[Collected data]
•••

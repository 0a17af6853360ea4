pub mod error;
pub mod matching;
pub mod messages;
pub mod middleware;
pub mod notifications;
pub mod state;

use axum::{
    Router, middleware as axum_middleware,
    routing::{get, post},
};

pub use error::ApiError;
pub use state::{AppState, AppStateInner};

/// Every REST route. The WebSocket gateway is mounted by the server.
pub fn router(state: AppState) -> Router {
    let protected_routes = Router::new()
        .route(
            "/responses",
            post(matching::record_response).delete(matching::clear_responses),
        )
        .route("/matching/run", post(matching::run_matching))
        .route("/matches", get(matching::list_matches))
        .route("/matches/{match_id}/decision", post(matching::decide))
        .route(
            "/matches/{match_id}/messages",
            get(messages::get_messages).post(messages::send_message),
        )
        .route("/matches/{match_id}/read", post(messages::mark_read))
        .route("/messages/unread", get(messages::unread_counts))
        .route(
            "/push-tokens",
            post(notifications::register_push_token).delete(notifications::remove_push_token),
        )
        .route(
            "/notifications/preferences",
            get(notifications::get_preferences).put(notifications::update_preferences),
        )
        .route("/notifications/unread-count", get(notifications::unread_count))
        .route("/notifications/read", post(notifications::mark_all_read))
        .layer(axum_middleware::from_fn_with_state(
            state.clone(),
            middleware::require_auth,
        ));

    let internal_routes = Router::new()
        .route("/internal/notifications", post(notifications::dispatch))
        .layer(axum_middleware::from_fn_with_state(
            state.clone(),
            middleware::require_service_key,
        ));

    Router::new()
        .merge(protected_routes)
        .merge(internal_routes)
        .with_state(state)
}
use std::sync::Arc;
use std::time::Duration;

use serde::Serialize;
use serde_json::{Map, Value, json};
use tracing::{debug, info, warn};
use uuid::Uuid;

use kindred_db::Database;
use kindred_gateway::Hub;
use kindred_types::events::ChangeEvent;
use kindred_types::models::NotificationKind;

use crate::gateway::{PushGateway, PushMessage};
use crate::policy::{NotificationPolicy, Presentation};

pub const DEFAULT_PUSH_TIMEOUT: Duration = Duration::from_secs(5);

/// Longest message preview carried in a new-message notification body.
const PREVIEW_CHARS: usize = 100;

#[derive(Debug, Clone, PartialEq)]
pub struct NotificationRequest {
    pub user_id: Uuid,
    pub kind: NotificationKind,
    pub title: String,
    pub body: String,
    pub data: Option<Value>,
}

impl NotificationRequest {
    pub fn new_match(user_id: Uuid, match_id: Uuid) -> Self {
        Self {
            user_id,
            kind: NotificationKind::NewMatch,
            title: "New match".into(),
            body: "Someone new is waiting for you. Take a look!".into(),
            data: Some(json!({ "matchId": match_id })),
        }
    }

    pub fn match_accepted(user_id: Uuid, match_id: Uuid) -> Self {
        Self {
            user_id,
            kind: NotificationKind::MatchAccepted,
            title: "It's a match!".into(),
            body: "You both said yes. Start the conversation.".into(),
            data: Some(json!({ "matchId": match_id })),
        }
    }

    pub fn new_message(user_id: Uuid, match_id: Uuid, sender_name: &str, content: &str) -> Self {
        let mut body: String = content.chars().take(PREVIEW_CHARS).collect();
        if content.chars().count() > PREVIEW_CHARS {
            body.push_str("...");
        }
        Self {
            user_id,
            kind: NotificationKind::NewMessage,
            title: sender_name.to_string(),
            body,
            data: Some(json!({ "matchId": match_id })),
        }
    }

    /// Caller data with the notification kind stamped in under `type`.
    fn payload(&self) -> Value {
        let mut map = match &self.data {
            Some(Value::Object(map)) => map.clone(),
            Some(other) => {
                let mut map = Map::new();
                map.insert("value".into(), other.clone());
                map
            }
            None => Map::new(),
        };
        map.insert("type".into(), Value::String(self.kind.as_str().into()));
        Value::Object(map)
    }
}

#[derive(Debug, Clone, Copy, PartialEq, Eq, Serialize)]
#[serde(rename_all = "snake_case")]
pub enum Delivery {
    /// Handed to the gateway and acknowledged.
    Submitted,
    /// User has push turned off.
    Suppressed,
    /// No active token the gateway can address.
    NoTargets,
    /// Gateway answered with an error.
    Failed,
    /// Gateway did not answer in time; delivery unknown.
    TimedOut,
}

#[derive(Debug, Clone, PartialEq, Eq, Serialize)]
pub struct DispatchOutcome {
    pub sent: usize,
    pub deactivated: usize,
    pub delivery: Delivery,
    pub notification_id: Uuid,
}

/// Logs notifications and forwards them to a push gateway.
///
/// Gateway trouble never propagates: the log row is written regardless and
/// failures are reported through [`Delivery`]. Only storage errors are
/// returned to the caller.
#[derive(Clone)]
pub struct NotificationDispatcher {
    db: Arc<Database>,
    gateway: Arc<dyn PushGateway>,
    hub: Hub,
    timeout: Duration,
}

impl NotificationDispatcher {
    pub fn new(db: Arc<Database>, gateway: Arc<dyn PushGateway>, hub: Hub) -> Self {
        Self {
            db,
            gateway,
            hub,
            timeout: DEFAULT_PUSH_TIMEOUT,
        }
    }

    pub fn with_timeout(mut self, timeout: Duration) -> Self {
        self.timeout = timeout;
        self
    }

    /// Dispatch using the recipient's stored preferences.
    pub async fn dispatch(&self, request: NotificationRequest) -> anyhow::Result<DispatchOutcome> {
        let user_id = request.user_id;
        let prefs = blocking(&self.db, move |db| db.notification_preferences(user_id)).await?;
        self.dispatch_with_policy(request, NotificationPolicy::from(prefs)).await
    }

    pub async fn dispatch_with_policy(
        &self,
        request: NotificationRequest,
        policy: NotificationPolicy,
    ) -> anyhow::Result<DispatchOutcome> {
        let user_id = request.user_id;
        let kind = request.kind;
        let data = request.payload();

        let log = {
            let title = request.title.clone();
            let body = request.body.clone();
            let data = data.clone();
            blocking(&self.db, move |db| {
                db.insert_notification_log(user_id, kind, &title, &body, &data)
            })
            .await?
        };
        self.hub.publish(ChangeEvent::NotificationLogged {
            user_id,
            notification_id: log.id,
            kind,
        });

        let outcome = |sent, deactivated, delivery| DispatchOutcome {
            sent,
            deactivated,
            delivery,
            notification_id: log.id,
        };

        let presentation = policy.presentation(kind);
        if presentation == Presentation::Suppressed {
            debug!("Push disabled for {}, {} logged only", user_id, kind.as_str());
            return Ok(outcome(0, 0, Delivery::Suppressed));
        }

        let tokens = blocking(&self.db, move |db| db.active_push_tokens(user_id)).await?;
        let sound = match presentation {
            Presentation::Alert => Some("default".to_string()),
            _ => None,
        };

        let messages: Vec<PushMessage> = tokens
            .into_iter()
            .filter(|t| {
                let ok = self.gateway.accepts_token(&t.token);
                if !ok {
                    debug!("Skipping unaddressable push token {} for {}", t.id, user_id);
                }
                ok
            })
            .map(|t| PushMessage {
                to: t.token,
                title: request.title.clone(),
                body: request.body.clone(),
                data: data.clone(),
                sound: sound.clone(),
                channel_id: kind.channel_id().to_string(),
            })
            .collect();

        if messages.is_empty() {
            debug!("No push targets for {}", user_id);
            return Ok(outcome(0, 0, Delivery::NoTargets));
        }

        let tickets = match tokio::time::timeout(self.timeout, self.gateway.send_batch(&messages))
            .await
        {
            Ok(Ok(tickets)) => tickets,
            Ok(Err(e)) => {
                warn!("Push to {} failed: {}", user_id, e);
                return Ok(outcome(0, 0, Delivery::Failed));
            }
            Err(_) => {
                warn!("Push to {} timed out after {:?}", user_id, self.timeout);
                return Ok(outcome(0, 0, Delivery::TimedOut));
            }
        };

        let dead: Vec<String> = messages
            .iter()
            .zip(&tickets)
            .filter(|(_, ticket)| ticket.is_dead_token())
            .map(|(message, _)| message.to.clone())
            .collect();

        let deactivated = if dead.is_empty() {
            0
        } else {
            match blocking(&self.db, move |db| db.deactivate_push_tokens(user_id, &dead)).await {
                Ok(n) => {
                    info!("Deactivated {} dead push token(s) for {}", n, user_id);
                    n
                }
                Err(e) => {
                    warn!("Failed to deactivate dead tokens for {}: {}", user_id, e);
                    0
                }
            }
        };

        Ok(outcome(messages.len(), deactivated, Delivery::Submitted))
    }
}

async fn blocking<T, F>(db: &Arc<Database>, f: F) -> anyhow::Result<T>
where
    F: FnOnce(&Database) -> anyhow::Result<T> + Send + 'static,
    T: Send + 'static,
{
    let db = db.clone();
    tokio::task::spawn_blocking(move || f(&db)).await?
}

#[cfg(test)]
mod tests {
    use super::*;

    #[test]
    fn payload_stamps_kind() {
        let match_id = Uuid::new_v4();
        let req = NotificationRequest::new_match(Uuid::new_v4(), match_id);
        let payload = req.payload();
        assert_eq!(payload["type"], "new_match");
        assert_eq!(payload["matchId"], match_id.to_string());
    }

    #[test]
    fn scalar_data_is_wrapped() {
        let req = NotificationRequest {
            user_id: Uuid::new_v4(),
            kind: NotificationKind::NewMessage,
            title: "t".into(),
            body: "b".into(),
            data: Some(json!(42)),
        };
        assert_eq!(req.payload(), json!({ "value": 42, "type": "new_message" }));
    }

    #[test]
    fn long_previews_are_cut() {
        let content = "x".repeat(250);
        let req = NotificationRequest::new_message(Uuid::new_v4(), Uuid::new_v4(), "Mina", &content);
        assert_eq!(req.body.chars().count(), PREVIEW_CHARS + 3);
        assert_eq!(req.title, "Mina");
    }
}
mod common;

use std::sync::{Arc, Mutex};
use std::time::Duration;

use futures_util::future::BoxFuture;

use kindred_engine::{Engine, EngineConfig, EngineError};
use kindred_gateway::Hub;
use kindred_push::{NotificationDispatcher, PushError, PushGateway, PushMessage, PushTicket};
use kindred_types::events::{ChangeEvent, SubscriptionFilter};
use kindred_types::models::{DeviceType, Gender, NotificationKind};

use common::{answer, confirmed_pair, engine, user};

#[tokio::test]
async fn unconfirmed_and_closed_matches_refuse_messages() {
    let engine = engine();
    let a = user(&engine, Gender::Female);
    let b = user(&engine, Gender::Male);
    answer(&engine, a, &[1]).await;
    answer(&engine, b, &[1]).await;
    let match_id = engine.run_matching(a).await.unwrap().matches[0].id;

    assert!(matches!(
        engine.send_message(match_id, a, "hello").await,
        Err(EngineError::MatchNotConfirmed)
    ));

    engine.decide(match_id, a, true).await.unwrap();
    engine.decide(match_id, b, true).await.unwrap();
    engine.send_message(match_id, a, "hello").await.unwrap();

    // unmatch: history stays, nothing new goes in
    engine.decide(match_id, b, false).await.unwrap();
    assert!(matches!(
        engine.send_message(match_id, a, "still there?").await,
        Err(EngineError::MatchNotConfirmed)
    ));
    let history = engine.list_messages(match_id, b, None, None).await.unwrap();
    assert_eq!(history.len(), 1);
}

#[tokio::test]
async fn unread_counts_follow_sends_and_reads() {
    let engine = engine();
    let (match_id, a, b) = confirmed_pair(&engine).await;

    for i in 0..4 {
        engine.send_message(match_id, a, &format!("msg {}", i)).await.unwrap();
    }
    engine.send_message(match_id, b, "reply").await.unwrap();

    let counts = engine.unread_counts(b).await.unwrap();
    assert_eq!(counts.get(&match_id), Some(&4));
    assert_eq!(engine.unread_counts(a).await.unwrap().get(&match_id), Some(&1));

    assert_eq!(engine.mark_read(match_id, b).await.unwrap(), 4);
    assert!(engine.unread_counts(b).await.unwrap().get(&match_id).is_none());
}

#[tokio::test]
async fn history_pages_backwards() {
    let engine = engine();
    let (match_id, a, b) = confirmed_pair(&engine).await;
    for i in 0..5 {
        engine.send_message(match_id, a, &format!("m{}", i)).await.unwrap();
        tokio::time::sleep(Duration::from_millis(3)).await;
    }

    let newest = engine.list_messages(match_id, b, Some(2), None).await.unwrap();
    let contents: Vec<&str> = newest.iter().map(|m| m.content.as_str()).collect();
    assert_eq!(contents, vec!["m3", "m4"]);

    let older = engine
        .list_messages(match_id, b, Some(10), Some(newest[0].id))
        .await
        .unwrap();
    let contents: Vec<&str> = older.iter().map(|m| m.content.as_str()).collect();
    assert_eq!(contents, vec!["m0", "m1", "m2"]);
}

#[tokio::test]
async fn rapid_messages_all_survive_paging() {
    let engine = engine();
    let (match_id, a, b) = confirmed_pair(&engine).await;
    let mut sent = Vec::new();
    for i in 0..12 {
        sent.push(engine.send_message(match_id, a, &format!("r{}", i)).await.unwrap());
    }

    let mut history = Vec::new();
    let mut before = None;
    loop {
        let mut page = engine.list_messages(match_id, b, Some(1), before).await.unwrap();
        let Some(oldest) = page.first() else { break };
        before = Some(oldest.id);
        page.append(&mut history);
        history = page;
    }

    let ids: Vec<_> = history.iter().map(|m| m.id).collect();
    let expected: Vec<_> = sent.iter().map(|m| m.id).collect();
    assert_eq!(ids, expected);
    // what send_message hands back is what history reads
    assert_eq!(history[0].created_at, sent[0].created_at);
}

#[tokio::test]
async fn live_subscribers_see_messages_and_receipts() {
    let engine = engine();
    let (match_id, a, b) = confirmed_pair(&engine).await;
    let mut room = engine.hub().subscribe(SubscriptionFilter::Match { match_id });

    let sent = engine.send_message(match_id, a, "hi").await.unwrap();
    engine.mark_read(match_id, b).await.unwrap();

    match room.next().await {
        Some(ChangeEvent::MessageCreated { message, recipient_id }) => {
            assert_eq!(message.id, sent.id);
            assert_eq!(recipient_id, b);
        }
        other => panic!("expected message, got {:?}", other),
    }
    match room.next().await {
        Some(ChangeEvent::MessagesRead { message_ids, sender_id, .. }) => {
            assert_eq!(message_ids, vec![sent.id]);
            assert_eq!(sender_id, a);
        }
        other => panic!("expected receipt, got {:?}", other),
    }
}

/// Accepts everything and counts what it saw.
#[derive(Default)]
struct RecordingGateway {
    seen: Mutex<Vec<PushMessage>>,
}

impl PushGateway for RecordingGateway {
    fn send_batch<'a>(
        &'a self,
        messages: &'a [PushMessage],
    ) -> BoxFuture<'a, Result<Vec<PushTicket>, PushError>> {
        Box::pin(async move {
            self.seen.lock().unwrap().extend_from_slice(messages);
            Ok(messages.iter().map(|_| PushTicket::ok()).collect())
        })
    }
}

async fn eventually<F: Fn() -> bool>(check: F) -> bool {
    for _ in 0..100 {
        if check() {
            return true;
        }
        tokio::time::sleep(Duration::from_millis(10)).await;
    }
    false
}

#[tokio::test]
async fn transitions_fan_out_notifications() {
    let base = engine();
    let db = base.db().clone();
    let hub = Hub::new();
    let gateway = Arc::new(RecordingGateway::default());
    let dispatcher = NotificationDispatcher::new(db.clone(), gateway.clone(), hub.clone());
    let engine = Engine::new(db.clone(), hub, EngineConfig::default()).with_notifier(dispatcher);

    let (match_id, a, b) = confirmed_pair(&engine).await;
    db.upsert_push_token(a, "ExponentPushToken[a]", DeviceType::Ios).unwrap();
    engine.send_message(match_id, b, "hey there").await.unwrap();

    let kinds = |user| {
        db.notification_logs(user)
            .unwrap()
            .into_iter()
            .map(|n| n.kind)
            .collect::<Vec<_>>()
    };

    // the seed ran matching, so only the counterpart hears about the proposal
    assert!(eventually(|| kinds(b).contains(&NotificationKind::NewMatch)).await);
    assert!(!kinds(a).contains(&NotificationKind::NewMatch));
    assert!(eventually(|| kinds(a).contains(&NotificationKind::MatchAccepted)).await);
    assert!(eventually(|| kinds(b).contains(&NotificationKind::MatchAccepted)).await);
    assert!(eventually(|| kinds(a).contains(&NotificationKind::NewMessage)).await);
    assert!(eventually(|| !gateway.seen.lock().unwrap().is_empty()).await);
}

•••

Work task:
Lines from the entries that contain the string "sound" must be found and copied.

Output of the task:
        let sound = match presentation {
                sound: sound.clone(),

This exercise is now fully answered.